■ **What you should do**
In the data below, find each line carrying the string "crates" and copy it out.

═════ Information provided ═════

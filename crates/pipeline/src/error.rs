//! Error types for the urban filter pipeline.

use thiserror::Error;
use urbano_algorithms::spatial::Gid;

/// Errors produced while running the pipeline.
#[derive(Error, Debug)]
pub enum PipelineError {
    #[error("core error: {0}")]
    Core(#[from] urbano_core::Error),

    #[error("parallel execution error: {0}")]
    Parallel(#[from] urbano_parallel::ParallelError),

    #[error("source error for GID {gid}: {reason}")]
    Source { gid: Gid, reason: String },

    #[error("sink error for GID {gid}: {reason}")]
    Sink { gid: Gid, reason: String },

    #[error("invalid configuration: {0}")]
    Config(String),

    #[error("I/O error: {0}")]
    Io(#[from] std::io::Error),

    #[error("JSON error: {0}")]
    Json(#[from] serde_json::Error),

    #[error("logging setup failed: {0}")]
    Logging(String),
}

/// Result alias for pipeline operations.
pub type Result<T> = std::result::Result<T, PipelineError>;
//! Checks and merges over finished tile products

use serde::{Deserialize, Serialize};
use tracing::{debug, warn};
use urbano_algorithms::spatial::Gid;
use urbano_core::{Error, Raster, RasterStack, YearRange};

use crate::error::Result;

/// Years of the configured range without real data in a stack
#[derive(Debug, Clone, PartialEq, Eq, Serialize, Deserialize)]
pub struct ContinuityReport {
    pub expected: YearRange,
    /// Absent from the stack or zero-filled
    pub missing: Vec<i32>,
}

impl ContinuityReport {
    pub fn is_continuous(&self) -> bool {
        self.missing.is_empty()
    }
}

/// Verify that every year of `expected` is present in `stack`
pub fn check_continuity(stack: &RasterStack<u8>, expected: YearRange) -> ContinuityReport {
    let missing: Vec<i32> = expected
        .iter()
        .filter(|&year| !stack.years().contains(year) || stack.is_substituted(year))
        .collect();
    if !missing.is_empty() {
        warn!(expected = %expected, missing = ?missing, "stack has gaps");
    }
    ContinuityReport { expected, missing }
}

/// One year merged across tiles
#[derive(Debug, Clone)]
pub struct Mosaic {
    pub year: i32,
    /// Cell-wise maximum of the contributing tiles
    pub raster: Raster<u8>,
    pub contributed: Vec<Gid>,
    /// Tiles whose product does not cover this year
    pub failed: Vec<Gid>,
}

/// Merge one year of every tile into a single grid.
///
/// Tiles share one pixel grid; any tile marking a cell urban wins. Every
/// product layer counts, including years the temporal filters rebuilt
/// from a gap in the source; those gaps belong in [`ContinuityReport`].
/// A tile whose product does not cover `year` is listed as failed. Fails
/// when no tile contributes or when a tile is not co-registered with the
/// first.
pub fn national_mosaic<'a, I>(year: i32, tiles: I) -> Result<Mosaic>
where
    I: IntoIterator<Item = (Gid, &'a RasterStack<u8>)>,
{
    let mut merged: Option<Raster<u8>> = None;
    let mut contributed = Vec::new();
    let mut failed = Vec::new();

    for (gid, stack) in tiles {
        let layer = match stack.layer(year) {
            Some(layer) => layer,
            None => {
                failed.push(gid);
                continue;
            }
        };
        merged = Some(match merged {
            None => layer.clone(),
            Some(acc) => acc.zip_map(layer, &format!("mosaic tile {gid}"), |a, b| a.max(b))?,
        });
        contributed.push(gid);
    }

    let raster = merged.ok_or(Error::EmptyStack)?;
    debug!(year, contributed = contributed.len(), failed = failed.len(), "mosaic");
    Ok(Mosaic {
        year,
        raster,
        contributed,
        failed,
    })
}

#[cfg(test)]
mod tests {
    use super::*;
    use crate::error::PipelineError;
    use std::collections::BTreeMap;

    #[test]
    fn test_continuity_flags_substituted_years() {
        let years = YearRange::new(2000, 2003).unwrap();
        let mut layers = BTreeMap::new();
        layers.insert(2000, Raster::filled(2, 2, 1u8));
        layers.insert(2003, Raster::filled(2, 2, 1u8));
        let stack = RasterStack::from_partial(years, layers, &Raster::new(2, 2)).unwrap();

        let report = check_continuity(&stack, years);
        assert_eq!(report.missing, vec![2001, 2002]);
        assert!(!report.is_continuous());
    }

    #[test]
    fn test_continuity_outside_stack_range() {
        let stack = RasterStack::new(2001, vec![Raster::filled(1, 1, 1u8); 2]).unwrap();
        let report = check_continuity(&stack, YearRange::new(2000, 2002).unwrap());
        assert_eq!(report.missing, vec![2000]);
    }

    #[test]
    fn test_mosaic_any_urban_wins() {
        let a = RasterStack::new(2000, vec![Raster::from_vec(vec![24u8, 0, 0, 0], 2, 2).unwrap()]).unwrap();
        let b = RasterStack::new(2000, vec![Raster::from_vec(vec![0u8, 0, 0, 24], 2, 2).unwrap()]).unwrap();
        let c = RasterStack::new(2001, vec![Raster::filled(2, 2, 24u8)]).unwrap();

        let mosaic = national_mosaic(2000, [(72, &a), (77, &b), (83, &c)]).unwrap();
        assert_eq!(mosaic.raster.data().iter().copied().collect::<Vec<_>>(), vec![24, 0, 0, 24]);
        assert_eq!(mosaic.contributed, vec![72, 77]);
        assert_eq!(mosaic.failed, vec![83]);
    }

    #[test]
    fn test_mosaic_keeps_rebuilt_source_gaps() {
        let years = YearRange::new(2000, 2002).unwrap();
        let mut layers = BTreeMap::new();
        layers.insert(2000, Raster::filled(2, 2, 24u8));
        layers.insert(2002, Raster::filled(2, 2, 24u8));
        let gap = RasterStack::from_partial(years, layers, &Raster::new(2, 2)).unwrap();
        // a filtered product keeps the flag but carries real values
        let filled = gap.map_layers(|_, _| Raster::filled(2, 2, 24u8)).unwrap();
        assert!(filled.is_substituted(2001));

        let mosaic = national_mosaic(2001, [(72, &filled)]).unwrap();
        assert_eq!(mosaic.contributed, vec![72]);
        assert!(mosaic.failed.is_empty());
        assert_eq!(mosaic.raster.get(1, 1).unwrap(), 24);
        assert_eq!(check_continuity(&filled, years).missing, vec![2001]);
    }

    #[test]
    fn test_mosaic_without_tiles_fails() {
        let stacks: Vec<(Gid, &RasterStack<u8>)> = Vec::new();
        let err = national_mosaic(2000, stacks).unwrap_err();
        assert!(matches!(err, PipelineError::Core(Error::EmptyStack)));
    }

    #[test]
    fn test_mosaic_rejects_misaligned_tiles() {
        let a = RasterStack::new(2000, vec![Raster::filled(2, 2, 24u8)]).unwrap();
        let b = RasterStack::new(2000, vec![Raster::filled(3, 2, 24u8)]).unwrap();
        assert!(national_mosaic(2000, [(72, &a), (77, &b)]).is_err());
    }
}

═════
═════ Information provided ═════

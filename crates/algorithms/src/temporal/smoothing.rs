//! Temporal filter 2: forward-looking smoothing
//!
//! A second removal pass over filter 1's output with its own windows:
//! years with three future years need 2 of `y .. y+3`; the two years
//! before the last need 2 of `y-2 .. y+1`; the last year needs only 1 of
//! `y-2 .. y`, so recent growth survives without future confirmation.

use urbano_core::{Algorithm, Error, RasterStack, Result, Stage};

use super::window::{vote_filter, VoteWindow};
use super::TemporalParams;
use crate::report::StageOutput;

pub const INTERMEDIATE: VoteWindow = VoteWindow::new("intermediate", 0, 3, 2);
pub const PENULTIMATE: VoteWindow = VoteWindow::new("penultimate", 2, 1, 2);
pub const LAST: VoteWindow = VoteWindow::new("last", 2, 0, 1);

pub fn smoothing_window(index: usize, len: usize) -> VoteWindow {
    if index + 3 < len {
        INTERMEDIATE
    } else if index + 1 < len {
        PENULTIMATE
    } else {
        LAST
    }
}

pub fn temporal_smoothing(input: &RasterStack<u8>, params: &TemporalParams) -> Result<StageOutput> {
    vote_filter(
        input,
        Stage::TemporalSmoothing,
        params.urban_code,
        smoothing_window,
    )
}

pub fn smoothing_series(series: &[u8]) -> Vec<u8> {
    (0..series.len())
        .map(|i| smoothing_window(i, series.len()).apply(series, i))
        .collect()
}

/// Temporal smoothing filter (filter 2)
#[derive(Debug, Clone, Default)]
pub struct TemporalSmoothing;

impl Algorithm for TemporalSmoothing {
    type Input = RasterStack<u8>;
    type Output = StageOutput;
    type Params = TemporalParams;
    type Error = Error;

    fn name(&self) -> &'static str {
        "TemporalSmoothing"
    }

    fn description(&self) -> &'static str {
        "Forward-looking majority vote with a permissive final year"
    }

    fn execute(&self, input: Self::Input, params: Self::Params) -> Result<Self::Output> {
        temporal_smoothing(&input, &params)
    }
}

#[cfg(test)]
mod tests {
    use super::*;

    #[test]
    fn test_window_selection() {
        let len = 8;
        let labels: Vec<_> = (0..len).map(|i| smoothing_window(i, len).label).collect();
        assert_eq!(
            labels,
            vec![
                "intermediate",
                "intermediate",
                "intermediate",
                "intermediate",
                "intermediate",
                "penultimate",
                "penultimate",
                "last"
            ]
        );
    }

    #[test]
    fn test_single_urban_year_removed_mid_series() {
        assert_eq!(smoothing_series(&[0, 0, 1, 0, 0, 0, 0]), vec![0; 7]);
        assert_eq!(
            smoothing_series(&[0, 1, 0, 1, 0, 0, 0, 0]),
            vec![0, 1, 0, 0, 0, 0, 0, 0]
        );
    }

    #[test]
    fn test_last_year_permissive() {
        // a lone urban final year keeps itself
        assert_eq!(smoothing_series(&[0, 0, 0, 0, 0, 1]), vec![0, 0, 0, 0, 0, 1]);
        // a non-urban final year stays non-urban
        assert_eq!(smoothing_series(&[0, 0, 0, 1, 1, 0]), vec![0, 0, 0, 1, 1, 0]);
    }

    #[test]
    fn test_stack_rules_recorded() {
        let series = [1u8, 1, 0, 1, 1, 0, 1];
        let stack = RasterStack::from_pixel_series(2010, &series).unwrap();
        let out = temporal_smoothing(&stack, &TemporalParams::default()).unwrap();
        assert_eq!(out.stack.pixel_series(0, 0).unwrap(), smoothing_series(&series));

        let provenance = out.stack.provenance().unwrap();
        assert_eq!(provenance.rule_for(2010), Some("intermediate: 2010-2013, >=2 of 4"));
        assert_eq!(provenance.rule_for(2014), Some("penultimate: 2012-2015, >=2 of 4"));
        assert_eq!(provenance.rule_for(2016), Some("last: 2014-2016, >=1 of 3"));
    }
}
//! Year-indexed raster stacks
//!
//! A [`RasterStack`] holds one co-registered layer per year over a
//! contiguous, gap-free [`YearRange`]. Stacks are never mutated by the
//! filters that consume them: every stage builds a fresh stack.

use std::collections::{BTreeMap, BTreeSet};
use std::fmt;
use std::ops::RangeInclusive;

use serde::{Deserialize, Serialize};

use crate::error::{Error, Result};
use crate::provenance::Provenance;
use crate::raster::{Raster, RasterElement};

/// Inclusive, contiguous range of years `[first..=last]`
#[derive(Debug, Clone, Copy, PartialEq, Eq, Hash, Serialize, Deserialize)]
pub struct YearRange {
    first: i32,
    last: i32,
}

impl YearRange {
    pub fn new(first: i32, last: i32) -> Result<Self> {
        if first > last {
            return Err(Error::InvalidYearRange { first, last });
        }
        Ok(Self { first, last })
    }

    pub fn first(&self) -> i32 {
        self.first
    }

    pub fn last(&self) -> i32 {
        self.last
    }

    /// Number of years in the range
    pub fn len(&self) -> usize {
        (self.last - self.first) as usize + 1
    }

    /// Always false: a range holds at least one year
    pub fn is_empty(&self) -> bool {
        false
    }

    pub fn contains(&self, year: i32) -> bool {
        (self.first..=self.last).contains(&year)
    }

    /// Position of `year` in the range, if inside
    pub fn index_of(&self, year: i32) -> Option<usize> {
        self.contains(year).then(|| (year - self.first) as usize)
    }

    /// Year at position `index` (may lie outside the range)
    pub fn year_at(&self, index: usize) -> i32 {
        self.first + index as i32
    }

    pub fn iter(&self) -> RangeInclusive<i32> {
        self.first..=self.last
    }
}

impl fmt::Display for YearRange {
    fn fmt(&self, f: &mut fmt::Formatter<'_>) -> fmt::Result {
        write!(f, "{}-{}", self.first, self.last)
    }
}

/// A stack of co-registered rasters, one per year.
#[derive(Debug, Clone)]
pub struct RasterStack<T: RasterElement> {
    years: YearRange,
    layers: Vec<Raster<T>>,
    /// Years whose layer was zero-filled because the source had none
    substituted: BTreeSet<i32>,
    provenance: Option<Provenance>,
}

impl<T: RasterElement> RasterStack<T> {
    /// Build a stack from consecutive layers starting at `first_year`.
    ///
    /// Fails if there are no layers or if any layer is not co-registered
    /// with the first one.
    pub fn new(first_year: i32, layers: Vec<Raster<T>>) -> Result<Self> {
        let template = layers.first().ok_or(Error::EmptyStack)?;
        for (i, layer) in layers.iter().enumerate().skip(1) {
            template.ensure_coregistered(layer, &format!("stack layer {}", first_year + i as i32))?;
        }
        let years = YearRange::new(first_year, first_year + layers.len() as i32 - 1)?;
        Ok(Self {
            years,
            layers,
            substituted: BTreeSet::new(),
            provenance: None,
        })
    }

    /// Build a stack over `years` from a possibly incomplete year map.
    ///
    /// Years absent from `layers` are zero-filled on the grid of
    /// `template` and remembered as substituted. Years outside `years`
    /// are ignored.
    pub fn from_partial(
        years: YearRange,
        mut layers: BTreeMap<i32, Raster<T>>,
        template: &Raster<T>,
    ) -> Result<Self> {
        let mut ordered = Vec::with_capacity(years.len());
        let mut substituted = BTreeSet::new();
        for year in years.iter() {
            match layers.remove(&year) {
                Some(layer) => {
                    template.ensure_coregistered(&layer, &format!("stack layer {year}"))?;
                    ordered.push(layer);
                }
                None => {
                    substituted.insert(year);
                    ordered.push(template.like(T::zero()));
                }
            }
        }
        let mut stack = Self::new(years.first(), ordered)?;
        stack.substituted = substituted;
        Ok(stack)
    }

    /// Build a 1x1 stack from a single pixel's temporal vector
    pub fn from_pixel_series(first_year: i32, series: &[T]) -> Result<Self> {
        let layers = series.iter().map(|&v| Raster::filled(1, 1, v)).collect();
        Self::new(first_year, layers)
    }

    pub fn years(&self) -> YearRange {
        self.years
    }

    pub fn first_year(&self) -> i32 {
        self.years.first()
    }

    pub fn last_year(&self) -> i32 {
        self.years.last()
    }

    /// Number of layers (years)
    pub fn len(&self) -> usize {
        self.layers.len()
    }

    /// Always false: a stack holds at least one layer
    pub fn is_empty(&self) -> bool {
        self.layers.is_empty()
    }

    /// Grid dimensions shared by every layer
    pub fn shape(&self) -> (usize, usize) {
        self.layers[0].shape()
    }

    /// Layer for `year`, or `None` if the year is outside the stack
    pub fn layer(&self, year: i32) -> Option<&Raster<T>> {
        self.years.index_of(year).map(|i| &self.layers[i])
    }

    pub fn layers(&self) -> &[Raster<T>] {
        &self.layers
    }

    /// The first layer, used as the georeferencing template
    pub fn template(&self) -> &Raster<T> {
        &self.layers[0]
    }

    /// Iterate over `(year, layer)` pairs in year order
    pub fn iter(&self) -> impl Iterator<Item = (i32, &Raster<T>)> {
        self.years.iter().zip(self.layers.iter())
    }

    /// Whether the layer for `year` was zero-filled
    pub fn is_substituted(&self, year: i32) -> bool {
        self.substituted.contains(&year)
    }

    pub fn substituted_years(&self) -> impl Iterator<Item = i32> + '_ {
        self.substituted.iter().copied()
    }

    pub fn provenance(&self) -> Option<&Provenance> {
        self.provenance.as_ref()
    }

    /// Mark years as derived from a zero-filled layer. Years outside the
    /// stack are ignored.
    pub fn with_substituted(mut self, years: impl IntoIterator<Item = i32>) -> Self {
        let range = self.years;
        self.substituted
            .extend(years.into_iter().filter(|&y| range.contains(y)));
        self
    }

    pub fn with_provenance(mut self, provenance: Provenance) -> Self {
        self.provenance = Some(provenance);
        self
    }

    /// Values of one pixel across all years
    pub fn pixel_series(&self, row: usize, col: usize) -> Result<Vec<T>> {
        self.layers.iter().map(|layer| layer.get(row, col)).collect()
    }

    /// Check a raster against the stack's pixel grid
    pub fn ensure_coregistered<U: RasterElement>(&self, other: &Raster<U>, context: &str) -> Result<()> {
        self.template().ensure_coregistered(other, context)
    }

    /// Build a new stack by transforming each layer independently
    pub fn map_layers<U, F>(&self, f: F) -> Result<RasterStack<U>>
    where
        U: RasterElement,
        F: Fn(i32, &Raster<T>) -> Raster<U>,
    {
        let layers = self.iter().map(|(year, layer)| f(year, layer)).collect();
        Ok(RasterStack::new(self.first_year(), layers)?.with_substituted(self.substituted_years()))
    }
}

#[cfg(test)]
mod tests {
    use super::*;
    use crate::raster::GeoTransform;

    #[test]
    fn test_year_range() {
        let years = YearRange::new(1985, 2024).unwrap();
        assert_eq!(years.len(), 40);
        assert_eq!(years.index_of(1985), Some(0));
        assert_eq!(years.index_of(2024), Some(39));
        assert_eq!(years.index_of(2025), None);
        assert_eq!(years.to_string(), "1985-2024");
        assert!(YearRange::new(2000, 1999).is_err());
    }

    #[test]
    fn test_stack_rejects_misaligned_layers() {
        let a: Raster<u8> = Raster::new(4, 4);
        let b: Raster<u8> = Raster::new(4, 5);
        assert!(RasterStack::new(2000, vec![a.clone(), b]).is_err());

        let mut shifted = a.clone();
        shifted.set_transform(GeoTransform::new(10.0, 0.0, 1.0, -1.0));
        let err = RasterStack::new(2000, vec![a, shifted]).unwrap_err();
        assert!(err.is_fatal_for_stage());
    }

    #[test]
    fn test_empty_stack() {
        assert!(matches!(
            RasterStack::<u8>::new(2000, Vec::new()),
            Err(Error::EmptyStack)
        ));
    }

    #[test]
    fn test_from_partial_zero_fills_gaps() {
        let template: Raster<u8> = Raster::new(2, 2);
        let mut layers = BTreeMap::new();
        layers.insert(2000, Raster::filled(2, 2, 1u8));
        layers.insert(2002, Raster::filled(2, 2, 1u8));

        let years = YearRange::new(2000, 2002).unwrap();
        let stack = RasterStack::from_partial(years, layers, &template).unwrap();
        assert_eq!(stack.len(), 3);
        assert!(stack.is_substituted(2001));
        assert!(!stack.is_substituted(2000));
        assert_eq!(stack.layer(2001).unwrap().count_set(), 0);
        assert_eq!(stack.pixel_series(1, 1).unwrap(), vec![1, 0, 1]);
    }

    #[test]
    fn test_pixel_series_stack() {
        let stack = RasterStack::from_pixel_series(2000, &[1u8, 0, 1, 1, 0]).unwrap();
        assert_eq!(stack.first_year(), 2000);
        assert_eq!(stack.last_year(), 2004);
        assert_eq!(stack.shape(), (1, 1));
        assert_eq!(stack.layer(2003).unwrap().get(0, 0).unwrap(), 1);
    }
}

═════

■ **Problem solution**
filename crates/pipeline/src/error.rs
filename crates/algorithms/src/temporal/smoothing.rs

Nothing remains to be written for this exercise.